The company is adding a feature called Notes that allows users to create, share, and simultaneously edit a text document.

Because what I really want to do on a zoom call is take notes that are locked in zoom. 🙄

Not a problem to be solved. A choice made.

Every day, 120 Americans die at the end of a gun, including suicides and homicides, an average of 43,375 per year. According to the latest available analysis of data from 2015 to 2019, the US gun homicide rate was 26 times that of other high-income countries; its gun suicide rate was nearly 12 times higher. Mass shootings, defined as attacks in which at least four people are injured or killed excluding the shooter, have been on the rise since 2015, peaking at 686 incidents in 2021. There have been 476 mass shootings in the US in 2023 as of late August, and at the current pace, the US is set to eclipse the 2021 record this year.

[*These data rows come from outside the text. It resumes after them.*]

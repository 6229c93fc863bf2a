use iced::mouse::{self, Cursor};
use iced::widget::canvas::{self, Canvas, Frame, Path, Program, Stroke, Text};
use iced::{alignment, Color, Element, Length, Pixels, Point, Rectangle, Renderer, Size, Theme};

use crate::fetch::tiles::{TileCache, TileSlot, ATTRIBUTION};
use crate::map::tiles::visible_tiles;
use crate::map::viewport::MARKER_RADIUS;
use crate::map::{MapSurface, MarkerHandle, ScreenPoint, Viewport};
use crate::Message;

/// Movement below this many pixels between press and release is a click
const DRAG_THRESHOLD: f32 = 3.0;

const BACKGROUND: Color = rgb(0.93, 0.91, 0.86);
const GRID: Color = rgb(0.84, 0.81, 0.75);
const MARKER: Color = rgb(0.55, 0.27, 0.68);
const MARKER_ACTIVE: Color = rgb(0.33, 0.10, 0.45);
const ATTRIBUTION_BOX: Size = Size {
    width: 190.0,
    height: 18.0,
};

const fn rgb(r: f32, g: f32, b: f32) -> Color {
    Color { r, g, b, a: 1.0 }
}

/// Canvas renderer for the photo map
/// Draws base map tiles and markers from the viewport, turns mouse input
/// into pan, zoom and marker-click messages
pub struct MapCanvas<'a> {
    pub viewport: &'a Viewport,
    pub tiles: &'a TileCache,
}

pub fn view<'a>(viewport: &'a Viewport, tiles: &'a TileCache) -> Element<'a, Message> {
    Canvas::new(MapCanvas { viewport, tiles })
        .width(Length::Fill)
        .height(Length::Fill)
        .into()
}

impl<'a> MapCanvas<'a> {
    fn marker_under(
        &self,
        viewport: &Viewport,
        bounds: Rectangle,
        cursor: Cursor,
    ) -> Option<MarkerHandle> {
        cursor
            .position_in(bounds)
            .and_then(|pos| viewport.marker_at(ScreenPoint::new(pos.x as f64, pos.y as f64)))
    }

    fn handle_event(
        &self,
        state: &mut DragState,
        event: canvas::Event,
        viewport: &Viewport,
        bounds: Rectangle,
        cursor: Cursor,
    ) -> (canvas::event::Status, Option<Message>) {
        match event {
            // Mouse wheel for zooming around the cursor
            canvas::Event::Mouse(mouse::Event::WheelScrolled { delta }) => {
                if let Some(at) = cursor.position_in(bounds) {
                    let zoom_delta = match delta {
                        mouse::ScrollDelta::Lines { y, .. } => y * 0.5,
                        mouse::ScrollDelta::Pixels { y, .. } => y * 0.01,
                    };
                    return (
                        canvas::event::Status::Captured,
                        Some(Message::MapZoomed(zoom_delta, at)),
                    );
                }
            }

            canvas::Event::Mouse(mouse::Event::ButtonPressed(mouse::Button::Left)) => {
                // Drag math uses window coordinates, like CursorMoved
                if let (Some(_), Some(pos)) = (cursor.position_in(bounds), cursor.position()) {
                    *state = DragState {
                        pressed_at: Some(pos),
                        last_position: Some(pos),
                        dragging: false,
                    };
                    return (canvas::event::Status::Captured, None);
                }
            }

            // Release without a drag is a click: hit-test the markers
            canvas::Event::Mouse(mouse::Event::ButtonReleased(mouse::Button::Left)) => {
                let was_click = state.pressed_at.is_some() && !state.dragging;
                *state = DragState::default();

                if was_click {
                    if let Some(handle) = self.marker_under(viewport, bounds, cursor) {
                        return (
                            canvas::event::Status::Captured,
                            Some(Message::MarkerClicked(handle)),
                        );
                    }
                }
                return (canvas::event::Status::Captured, None);
            }

            // Mouse move - pan if dragging
            canvas::Event::Mouse(mouse::Event::CursorMoved { position }) => {
                if let (Some(pressed_at), Some(last)) = (state.pressed_at, state.last_position) {
                    if !state.dragging && pressed_at.distance(position) > DRAG_THRESHOLD {
                        state.dragging = true;
                    }
                    if state.dragging {
                        state.last_position = Some(position);
                        return (
                            canvas::event::Status::Captured,
                            Some(Message::MapDragged(position.x - last.x, position.y - last.y)),
                        );
                    }
                }
            }

            _ => {}
        }

        (canvas::event::Status::Ignored, None)
    }
}

impl<'a> Program<Message> for MapCanvas<'a> {
    type State = DragState;

    fn draw(
        &self,
        _state: &Self::State,
        renderer: &Renderer,
        _theme: &Theme,
        bounds: Rectangle,
        _cursor: Cursor,
    ) -> Vec<canvas::Geometry> {
        let size = bounds.size();
        let viewport = self.viewport.fitted(size.width as f64, size.height as f64);

        let mut frame = Frame::new(renderer, size);
        frame.fill_rectangle(Point::ORIGIN, size, BACKGROUND);

        draw_tiles(&mut frame, &viewport, self.tiles);

        for (_, marker) in viewport.markers() {
            let at = viewport.project(marker.position);
            let center = Point::new(at.x as f32, at.y as f32);
            let circle = Path::circle(center, MARKER_RADIUS as f32);

            let fill = if marker.icon.active { MARKER_ACTIVE } else { MARKER };
            frame.fill(&circle, fill);
            frame.stroke(
                &circle,
                Stroke::default().with_color(Color::WHITE).with_width(2.0),
            );

            if let Some(count) = marker.icon.count {
                frame.fill_text(Text {
                    content: count.to_string(),
                    position: center,
                    color: Color::WHITE,
                    size: Pixels(13.0),
                    horizontal_alignment: alignment::Horizontal::Center,
                    vertical_alignment: alignment::Vertical::Center,
                    ..Text::default()
                });
            }
        }

        draw_attribution(&mut frame, size);

        vec![frame.into_geometry()]
    }

    fn update(
        &self,
        state: &mut Self::State,
        event: canvas::Event,
        bounds: Rectangle,
        cursor: Cursor,
    ) -> (canvas::event::Status, Option<Message>) {
        let size = bounds.size();
        let viewport = self.viewport.fitted(size.width as f64, size.height as f64);

        let (status, message) = self.handle_event(state, event, &viewport, bounds, cursor);

        // The stored size catches up on the first event that has nothing else to say
        match message {
            None if (size.width as f64, size.height as f64) != self.viewport.size() => {
                (status, Some(Message::MapResized(size)))
            }
            message => (status, message),
        }
    }

    fn mouse_interaction(
        &self,
        state: &Self::State,
        bounds: Rectangle,
        cursor: Cursor,
    ) -> mouse::Interaction {
        if state.dragging {
            return mouse::Interaction::Grabbing;
        }

        let size = bounds.size();
        let viewport = self.viewport.fitted(size.width as f64, size.height as f64);
        match self.marker_under(&viewport, bounds, cursor) {
            Some(_) => mouse::Interaction::Pointer,
            None => mouse::Interaction::Grab,
        }
    }
}

/// Base map tiles; tiles still loading (or failed) show as outlined squares
fn draw_tiles(frame: &mut Frame, viewport: &Viewport, tiles: &TileCache) {
    let outline = || Stroke::default().with_color(GRID).with_width(1.0);

    for tile in visible_tiles(viewport) {
        // Snap outward to whole pixels so neighbours leave no seams
        let x = tile.x.floor();
        let y = tile.y.floor();
        let rect = Rectangle {
            x: x as f32,
            y: y as f32,
            width: ((tile.x + tile.size).ceil() - x) as f32,
            height: ((tile.y + tile.size).ceil() - y) as f32,
        };

        match tiles.get(tile.coords) {
            Some(TileSlot::Ready(handle)) => frame.draw_image(rect, handle),
            _ => {
                let square = Path::rectangle(Point::new(rect.x, rect.y), rect.size());
                frame.stroke(&square, outline());
            }
        }
    }
}

fn draw_attribution(frame: &mut Frame, size: Size) {
    let top_left = Point::new(
        size.width - ATTRIBUTION_BOX.width,
        size.height - ATTRIBUTION_BOX.height,
    );
    frame.fill_rectangle(top_left, ATTRIBUTION_BOX, Color { a: 0.75, ..Color::WHITE });
    frame.fill_text(Text {
        content: ATTRIBUTION.to_string(),
        position: Point::new(size.width - 6.0, size.height - ATTRIBUTION_BOX.height / 2.0),
        color: rgb(0.2, 0.2, 0.2),
        size: Pixels(12.0),
        horizontal_alignment: alignment::Horizontal::Right,
        vertical_alignment: alignment::Vertical::Center,
        ..Text::default()
    });
}

/// State for drag interactions
#[derive(Debug, Clone, Default)]
pub struct DragState {
    pub pressed_at: Option<Point>,
    pub last_position: Option<Point>,
    pub dragging: bool,
}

It’s not a problem. It’s a choice. There are plenty of viable options and as a collective society we continue to allow this carnage to take place on a daily basis.

IBM’s generative AI tool aims to refactor ancient COBOL code for its mainframes | Ars Technica

IBM, eager to keep those legacy functions on its Z mainframe systems, wants that code rewritten in Java. It tried getting humans to do it a few years back, but now it has another idea. Yes, you guessed it: It’s putting AI on the job.

What could possibly go wrong? That said, I don’t have a better idea to ‘modernize’ the aging foundation of COBOL

Apple Podcasts now shows creators who’s really paying for their shows - The Verge

Some really interesting tidbits about Apple and their Podcast subscription platform.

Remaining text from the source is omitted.